However (and it is a big however), slightly later again as my thinking had got clearer I decided that it is not a title you can bestow on yourself, it can only be decided retrospectively based on results but it did not require an involvement with the conventional art world. I began to see it in much broader cultural terms, in the more sociological sense of culture.

It’s fairly simple really, if you believe it is a term like tailor or plumber describing the manufacturer of a certain type of physical artefact then anyone who manufactures paintings or some other sort of content for the art business can call themselves an artist. That seems to be a sufficient definition for most people involved in the art world although, in most cases, I would define that as being an artisan.

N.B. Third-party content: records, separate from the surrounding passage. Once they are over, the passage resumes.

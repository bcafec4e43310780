use crate::fractal::FractalPoint;

/// Iteration count at which complexity saturates. Fixed so that poems stay
/// comparable across runs with different iteration caps.
pub const COMPLEXITY_SCALE: f64 = 100.0;

/// Bounded poetic reading of an evaluated point.
#[derive(Clone, Copy, Debug, PartialEq)]
pub struct PoeticFeatures {
    /// `[0, 1]`
    pub complexity: f64,
    /// `>= 0`, passthrough of the point's magnitude.
    pub intensity: f64,
    /// `0.0` or `1.0`
    pub chaos: f64,
    /// `[0, 1)`
    pub rhythm: f64,
}

pub fn extract(point: &FractalPoint) -> PoeticFeatures {
    PoeticFeatures {
        complexity: (point.iterations as f64 / COMPLEXITY_SCALE).min(1.0),
        intensity: point.magnitude,
        chaos: if point.escaped { 1.0 } else { 0.0 },
        rhythm: floor_mod_one(point.x + point.y),
    }
}

impl FractalPoint {
    pub fn features(&self) -> PoeticFeatures {
        extract(self)
    }
}

fn floor_mod_one(v: f64) -> f64 {
    let r = v.rem_euclid(1.0);
    // rem_euclid rounds tiny negatives up to exactly 1.0
    if r >= 1.0 { 0.0 } else { r }
}

#[cfg(test)]
mod tests {
    use super::*;
    use proptest::prelude::*;

    fn point(x: f64, y: f64, iterations: u32, escaped: bool, magnitude: f64) -> FractalPoint {
        FractalPoint { x, y, iterations, escaped, magnitude }
    }

    #[test]
    fn complexity_saturates_at_one_hundred_iterations() {
        assert_eq!(extract(&point(0.0, 0.0, 50, true, 1.0)).complexity, 0.5);
        assert_eq!(extract(&point(0.0, 0.0, 100, false, 0.0)).complexity, 1.0);
        assert_eq!(extract(&point(0.0, 0.0, 400, false, 0.0)).complexity, 1.0);
    }

    #[test]
    fn chaos_and_intensity_follow_the_point() {
        let f = extract(&point(0.1, 0.2, 3, true, 1.75));
        assert_eq!(f.chaos, 1.0);
        assert_eq!(f.intensity, 1.75);

        let f = extract(&point(0.1, 0.2, 100, false, 0.4));
        assert_eq!(f.chaos, 0.0);
        assert_eq!(f.intensity, 0.4);
    }

    #[test]
    fn rhythm_uses_floor_mod_for_negative_sums() {
        let f = extract(&point(-0.3, -0.4, 0, false, 0.0));
        assert!((f.rhythm - 0.3).abs() < 1e-12);

        let f = extract(&point(1.25, 0.5, 0, false, 0.0));
        assert!((f.rhythm - 0.75).abs() < 1e-12);
    }

    #[test]
    fn rhythm_never_reaches_one() {
        assert_eq!(floor_mod_one(-1e-20), 0.0);
        assert_eq!(floor_mod_one(-2.0), 0.0);
    }

    proptest! {
        #[test]
        fn features_stay_in_range(
            x in -10.0f64..10.0,
            y in -10.0f64..10.0,
            iterations in 0u32..1000,
            escaped in any::<bool>(),
            magnitude in 0.0f64..10.0,
        ) {
            let f = extract(&point(x, y, iterations, escaped, magnitude));
            prop_assert!((0.0..=1.0).contains(&f.complexity));
            prop_assert!((0.0..1.0).contains(&f.rhythm));
            prop_assert!(f.chaos == 0.0 || f.chaos == 1.0);
            prop_assert!(f.intensity >= 0.0);
        }
    }
}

I would define an artist differently, as someone who creates adaptive cultural change, who influences our understanding of the world and that can be carried out using any media and usually only recognisable after the fact. And I use the term media in a very McLuhanish sense, virtually any and every technology functions as media by extending the human body and our sense of self. That makes artist a term more like expert or leader, terms that exist independently of a specific discipline and describing activities that in reality can’t be effectively codified (although at one time I probably wanted to believe they could). In fact the art world itself has always obliquely known this, just think of the old saw about how “just because it is a painting doesn’t mean it’s art”. In fact I don’t think it is necessary even to make art works at all and I have made exhibitable art works only occasionally in the 40 years since then.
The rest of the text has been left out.